*** Opening of WORKING DATA ***

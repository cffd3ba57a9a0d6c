//! Consistency reconciler: detects and repairs drift between the cached
//! views and the carrier-derived truth.
//!
//! The projector keeps the views transactionally in step with the ledger,
//! so through engine paths drift cannot occur; this module is the safety
//! net for externally mutated rows and crash remnants from
//! weaker-isolation deployments.
//!
//! Two independent truths are compared:
//!
//! - **carrier truth**: sum of `units_assigned` over stocked-in carriers,
//!   the recomputation target for repair;
//! - **ledger truth**: signed sum of ledger entries since inception.
//!
//! Disagreement between the two is a ledger/carrier desync, surfaced as the
//! `ledger_carrier_mismatch` alarm and logged, never silently repaired:
//! repair overwrites caches, it does not rewrite history. Manual
//! adjustments have no carrier, so they raise this alarm by construction;
//! operators confirm whether the divergence is expected.

use crate::{carrier, projector};
use stock_ledger_core::{ConsistencyReport, EngineError, ProductId, Rejection, StockStore, StockTx};
use tracing::{info, warn};

/// Verify one product's cached views against the carrier-derived truth.
///
/// Read-only; takes no locks and never repairs. `is_consistent` covers
/// cache drift (either view diverging from carrier truth) and zero-unit
/// defects; the ledger cross-check is reported separately.
///
/// # Errors
///
/// Returns [`Rejection::UnknownProduct`] if the product does not exist, or
/// [`EngineError::Storage`] on datastore failure.
pub async fn verify<S: StockStore>(
    store: &S,
    product_id: ProductId,
) -> Result<ConsistencyReport, EngineError> {
    let product = store
        .product(product_id)
        .await?
        .ok_or(Rejection::UnknownProduct { product_id })?;

    let truth_from_carriers = store.carrier_truth(product_id).await?;
    let truth_from_ledger = store.ledger_truth(product_id).await?;
    let cached_snapshot_value = store.snapshot(product_id).await?.map(|s| s.quantity);
    let defective = store.defective_carriers(product_id).await?;

    let views_agree = product.aggregate_stock == truth_from_carriers
        && cached_snapshot_value.is_none_or(|quantity| quantity == truth_from_carriers);

    let report = ConsistencyReport {
        product_id,
        is_consistent: views_agree && defective.is_empty(),
        truth_from_carriers,
        cached_product_value: product.aggregate_stock,
        cached_snapshot_value,
        truth_from_ledger,
        ledger_carrier_mismatch: truth_from_carriers != truth_from_ledger,
        defective_carriers: u32::try_from(defective.len()).unwrap_or(u32::MAX),
    };

    if report.ledger_carrier_mismatch {
        warn!(
            %product_id,
            carrier_truth = truth_from_carriers,
            ledger_truth = truth_from_ledger,
            "ledger/carrier mismatch; caches follow carrier truth, history left untouched"
        );
    }

    Ok(report)
}

/// Repair one product: normalize defective carriers, recompute the carrier
/// truth, and overwrite both cached views to match, as one unit of work.
///
/// Safe to call concurrently with in-flight movements: the product and
/// carrier row locks serialize repair against any transaction updating the
/// same rows. Returns the corrected aggregate.
///
/// # Errors
///
/// Returns [`EngineError::Storage`] on datastore failure (nothing is then
/// committed).
pub async fn repair<S: StockStore>(
    store: &S,
    product_id: ProductId,
    default_units: i64,
) -> Result<i64, EngineError> {
    let mut tx = store.begin().await?;
    tx.lock_product(product_id).await?;

    let mut normalized = 0u32;
    for mut unit in tx.carriers_for_product(product_id).await? {
        if carrier::normalize_units(&mut unit, default_units) {
            tx.update_carrier(&unit).await?;
            normalized += 1;
        }
    }

    let truth = tx.carrier_truth(product_id).await?;
    let corrected = projector::overwrite(&mut tx, product_id, truth).await?;
    tx.commit().await?;

    info!(%product_id, corrected, normalized, "repaired cached stock views");
    metrics::counter!("reconcile.repairs").increment(1);
    if normalized > 0 {
        metrics::counter!("reconcile.normalized_carriers").increment(u64::from(normalized));
    }

    Ok(corrected)
}

/// One full verification pass over every known product, repairing any
/// product found inconsistent. Returns the reports of the products that
/// needed repair.
///
/// # Errors
///
/// Returns [`EngineError::Storage`] on datastore failure; products verified
/// before the failure stay repaired.
pub async fn sweep<S: StockStore>(
    store: &S,
    default_units: i64,
) -> Result<Vec<ConsistencyReport>, EngineError> {
    let mut repaired = Vec::new();
    for product_id in store.product_ids().await? {
        let report = verify(store, product_id).await?;
        if report.needs_repair() {
            warn!(%product_id, ?report, "drift detected during sweep");
            repair(store, product_id, default_units).await?;
            repaired.push(report);
        }
    }
    Ok(repaired)
}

*** Close of WORKING DATA ***

• WHAT THE EXERCISE ASKS: For the records above, state the count of lines where "metrics" appears, without any other text.

• RESULT BELOW: 2